Marketers from the Ganta General Market in Ganta, Nimba County staged a street protest, calling on President George Manneh Weah to address the escalating exchange rate between the Liberian dollar and the United States Dollar.
The protest coincided with the arrival of President Weah in Ganta City to dedicate a feeder road sponsored by the United States Aid for International Development or USAID. The head for the protesting marketers Madam Mamie Dolo, laments that the high exchange rate is posing serious problem for them.
According to her, marketers prefer the Liberian dollar to be the only currency for business transaction in the country rather than having the United States Dollar as a parallel official currency, adding "so that we can sell and send our children to school."
Speaking to reporters on the main street of Ganta, Madam Dolo explains the US rate is killing them slowly in the country. The exchange is currently between 145 and 146 Liberian dollars for one US$1.00.
She says if President Weah could urgently address the exchange rate that would be fine. But the President did not respond to the marketers' plea during his visit, which was intended to perform a symbolic turnover of the Ganta-Yekepa road project.
President Weah rather explains to citizens that he met the 68km road project in his office so he had gone to the county to have it kicked off. The project is being executed by the mining company, Arcelor Mittal, which operates the Nimba Mount.

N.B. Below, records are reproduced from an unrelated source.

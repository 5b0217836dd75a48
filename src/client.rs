//! Capability contract for the transport that physically reads the log.
//!
//! The core never talks to a concrete log service. It only needs to list the
//! open partitions of a stream and to read the record following a position.
//! Polling, retries and backoff stay inside the implementation.

use std::time::Duration;

use async_trait::async_trait;

use crate::error::TransportError;
use crate::event::Record;
use crate::position::{PartitionId, SequenceToken};

/// Outcome of a single read from a partition.
#[derive(Debug, Clone, PartialEq, Eq)]
pub enum Fetch {
    /// The next record after the requested position.
    Record(Record),
    /// No record is available yet; the reader is caught up with the head.
    Idle,
    /// The partition has been closed (split or merged) and is fully drained.
    Closed,
}

/// Read access to a partitioned, append-only log.
#[async_trait]
pub trait LogClient: Send + Sync {
    /// List the partitions of `stream` that are still open for reading.
    ///
    /// # Errors
    ///
    /// Returns [`TransportError`] if the log cannot be queried.
    async fn list_open_partitions(&self, stream: &str) -> Result<Vec<PartitionId>, TransportError>;

    /// Read the record following `after` in `partition` (the first record of
    /// the partition when `after` is `None`).
    ///
    /// Implementations may block for up to `timeout` waiting for a record to
    /// arrive before returning [`Fetch::Idle`].
    ///
    /// # Errors
    ///
    /// Returns [`TransportError`] if the read fails.
    async fn read_from(
        &self,
        stream: &str,
        partition: &str,
        after: Option<&SequenceToken>,
        timeout: Duration,
    ) -> Result<Fetch, TransportError>;
}
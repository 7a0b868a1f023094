//! Shared helpers for the example binaries: tracing setup and PNG rendering.
use glam::DVec2;
use image::{Rgb, RgbImage};
use venue_scatter::prelude::{GeoPoint, HeatSample};

/// Installs a fmt subscriber honoring `RUST_LOG`, defaulting to `info`.
pub fn init_tracing() {
    let filter = tracing_subscriber::EnvFilter::try_from_default_env()
        .unwrap_or_else(|_| tracing_subscriber::EnvFilter::new("info"));
    let _ = tracing_subscriber::fmt().with_env_filter(filter).try_init();
}

/// How a layer of points is drawn.
#[derive(Debug, Clone, Copy)]
pub enum PointStyle {
    /// Filled disc with the given color and pixel radius.
    Circle {
        /// RGB fill color.
        color: [u8; 3],
        /// Disc radius in pixels.
        radius: i32,
    },
}

/// Viewport and styling for rendering coordinates to an image.
#[derive(Debug, Clone)]
pub struct RenderConfig {
    /// Output image size in pixels.
    pub image_size: (u32, u32),
    /// Coordinate at the image center.
    pub center: GeoPoint,
    /// Degrees of longitude spanned by the image width.
    pub span_deg: f64,
    /// Background color.
    pub background: [u8; 3],
}

impl RenderConfig {
    /// Creates a render config centered on `center` spanning `span_deg` degrees.
    pub fn new(image_size: (u32, u32), center: GeoPoint, span_deg: f64) -> Self {
        Self {
            image_size,
            center,
            span_deg,
            background: [26, 26, 26],
        }
    }

    /// Sets the background color (builder-style).
    pub fn with_background(mut self, background: [u8; 3]) -> Self {
        self.background = background;
        self
    }

    fn project(&self, p: GeoPoint) -> DVec2 {
        let (w, h) = self.image_size;
        let u = (p.lng - self.center.lng) / self.span_deg + 0.5;
        let v = 0.5 - (p.lat - self.center.lat) / self.span_deg;
        DVec2::new(u * w as f64, v * h as f64)
    }
}

/// Renders layers of points to a PNG, drawing layers in order so later layers
/// paint over earlier ones.
pub fn render_point_layers_to_png(
    layers: &[(Vec<GeoPoint>, PointStyle)],
    config: &RenderConfig,
    path: &str,
) -> anyhow::Result<()> {
    let mut img = background_image(config);

    for (points, style) in layers {
        let PointStyle::Circle { color, radius } = *style;
        for p in points {
            let px = config.project(*p);
            draw_disc(&mut img, px, radius, color);
        }
    }

    img.save(path)?;
    Ok(())
}

/// Renders normalized heat samples to a PNG using a blue-to-red intensity ramp.
pub fn render_heat_to_png(
    samples: &[HeatSample],
    dot_radius: i32,
    config: &RenderConfig,
    path: &str,
) -> anyhow::Result<()> {
    let mut img = background_image(config);

    for s in samples {
        let px = config.project(s.position);
        draw_disc(&mut img, px, dot_radius, heat_color(s.intensity));
    }

    img.save(path)?;
    Ok(())
}

fn background_image(config: &RenderConfig) -> RgbImage {
    let (w, h) = config.image_size;
    RgbImage::from_pixel(w, h, Rgb(config.background))
}

fn draw_disc(img: &mut RgbImage, center: DVec2, radius: i32, color: [u8; 3]) {
    let (w, h) = img.dimensions();
    let cx = center.x.round() as i64;
    let cy = center.y.round() as i64;
    let r = radius.max(0) as i64;

    for dy in -r..=r {
        for dx in -r..=r {
            if dx * dx + dy * dy > r * r {
                continue;
            }
            let x = cx + dx;
            let y = cy + dy;
            if x >= 0 && y >= 0 && (x as u32) < w && (y as u32) < h {
                img.put_pixel(x as u32, y as u32, Rgb(color));
            }
        }
    }
}

fn heat_color(intensity: f64) -> [u8; 3] {
    let t = intensity.clamp(0.0, 1.0);
    // Blue through lime to red, the conventional heat-layer ramp.
    if t < 0.5 {
        let s = t * 2.0;
        [0, (s * 255.0) as u8, ((1.0 - s) * 255.0) as u8]
    } else {
        let s = (t - 0.5) * 2.0;
        [(s * 255.0) as u8, ((1.0 - s) * 255.0) as u8, 0]
    }
}
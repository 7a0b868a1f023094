use std::time::Duration;

use criterion::{Criterion, Throughput};

pub const SAMPLE_SIZE: usize = 20;
pub const WARM_UP: Duration = Duration::from_secs(1);
pub const MEASUREMENT_TIME: Duration = Duration::from_secs(2);

pub fn default_criterion() -> Criterion {
    Criterion::default()
        .configure_from_args()
        .sample_size(SAMPLE_SIZE)
        .warm_up_time(WARM_UP)
        .measurement_time(MEASUREMENT_TIME)
}

pub fn elements_throughput(elements: usize) -> Throughput {
    Throughput::Elements(elements.max(1) as u64)
}
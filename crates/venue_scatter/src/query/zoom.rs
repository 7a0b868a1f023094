//! Zoom-level to query-radius mapping.
//!
//! A tap on a zoomed-out map is imprecise and should match a wide area; zoomed
//! in, it should match a tight spot. [`ZoomRadiusMap`] clamps the zoom into its
//! window and interpolates linearly from the maximum radius at the floor down
//! to the minimum radius at the ceiling.
use crate::error::{Error, Result};

/// Default radius at the zoom ceiling, in degrees.
pub const DEFAULT_MIN_RADIUS_DEG: f64 = 0.0008;

/// Default radius at the zoom floor, in degrees.
pub const DEFAULT_MAX_RADIUS_DEG: f64 = 0.012;

/// Default lower end of the zoom window.
pub const DEFAULT_ZOOM_FLOOR: i32 = 10;

/// Default upper end of the zoom window.
pub const DEFAULT_ZOOM_CEIL: i32 = 18;

/// Clamped inverse-linear mapping from map zoom level to query radius.
#[non_exhaustive]
#[derive(Debug, Clone, PartialEq)]
#[cfg_attr(feature = "serde", derive(serde::Serialize, serde::Deserialize))]
pub struct ZoomRadiusMap {
    /// Radius returned at (and above) the zoom ceiling, in degrees.
    pub min_radius_deg: f64,
    /// Radius returned at (and below) the zoom floor, in degrees.
    pub max_radius_deg: f64,
    /// Zoom level at which the radius reaches its maximum.
    pub zoom_floor: i32,
    /// Zoom level at which the radius reaches its minimum.
    pub zoom_ceil: i32,
}

impl Default for ZoomRadiusMap {
    fn default() -> Self {
        Self {
            min_radius_deg: DEFAULT_MIN_RADIUS_DEG,
            max_radius_deg: DEFAULT_MAX_RADIUS_DEG,
            zoom_floor: DEFAULT_ZOOM_FLOOR,
            zoom_ceil: DEFAULT_ZOOM_CEIL,
        }
    }
}

impl ZoomRadiusMap {
    /// Creates a map with the default window and radii.
    pub fn new() -> Self {
        Self::default()
    }

    /// Sets the radius returned at the zoom ceiling.
    pub fn with_min_radius_deg(mut self, min_radius_deg: f64) -> Self {
        self.min_radius_deg = min_radius_deg;
        self
    }

    /// Sets the radius returned at the zoom floor.
    pub fn with_max_radius_deg(mut self, max_radius_deg: f64) -> Self {
        self.max_radius_deg = max_radius_deg;
        self
    }

    /// Sets the zoom window.
    pub fn with_zoom_window(mut self, zoom_floor: i32, zoom_ceil: i32) -> Self {
        self.zoom_floor = zoom_floor;
        self.zoom_ceil = zoom_ceil;
        self
    }

    /// Validates the configuration, returning an error if invalid.
    pub fn validate(&self) -> Result<()> {
        if !self.min_radius_deg.is_finite() || self.min_radius_deg <= 0.0 {
            return Err(Error::InvalidConfig("min_radius_deg must be > 0".into()));
        }
        if !self.max_radius_deg.is_finite() || self.max_radius_deg < self.min_radius_deg {
            return Err(Error::InvalidConfig(
                "max_radius_deg must be >= min_radius_deg".into(),
            ));
        }
        if self.zoom_floor >= self.zoom_ceil {
            return Err(Error::InvalidConfig(
                "zoom_floor must be below zoom_ceil".into(),
            ));
        }

        Ok(())
    }

    /// Maps a zoom level to a query radius in degrees.
    ///
    /// Monotonically non-increasing in `zoom`; values outside the window clamp
    /// to the window's edge radii.
    pub fn radius_for_zoom(&self, zoom: i32) -> f64 {
        let clamped = zoom.clamp(self.zoom_floor, self.zoom_ceil);
        let t = (clamped - self.zoom_floor) as f64 / (self.zoom_ceil - self.zoom_floor) as f64;
        self.max_radius_deg * (1.0 - t) + self.min_radius_deg * t
    }
}

/// Maps a zoom level to a query radius using the default [`ZoomRadiusMap`].
pub fn radius_for_zoom(zoom: i32) -> f64 {
    ZoomRadiusMap::default().radius_for_zoom(zoom)
}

The Liberian leader vows to make sure all projects he met in office are implemented before embarking on his own.The Government of Liberia along with ArcelorMittal agreed to jointly pave the Ganta-Yekepa road.
Chief Executive Officer Joseph Matthew, says his company is putting up US$40 Million for the project. Also speaking, Senators Thomas Grupee and Prince Yormie Johnson both from Nimba, laud President Weah for the project.
Senator Grupee, a member of the former ruling Unity Party notes that President Weah shares the same dream of UP former standard bearer, Amb. Joseph Boakai, who told the nation during the electoral campaign, if elected President, road would be his first and last priority, which indicates a critical need for paved roads across the country.
President Weah recently secured two loans from private foreign institutions, totaling about US$1 Billion for road projects throughout Liberia. At the symbolic turning over ceremony, he reiterates that his government will ensure rural Liberia is connected with roads to help boost economic activities.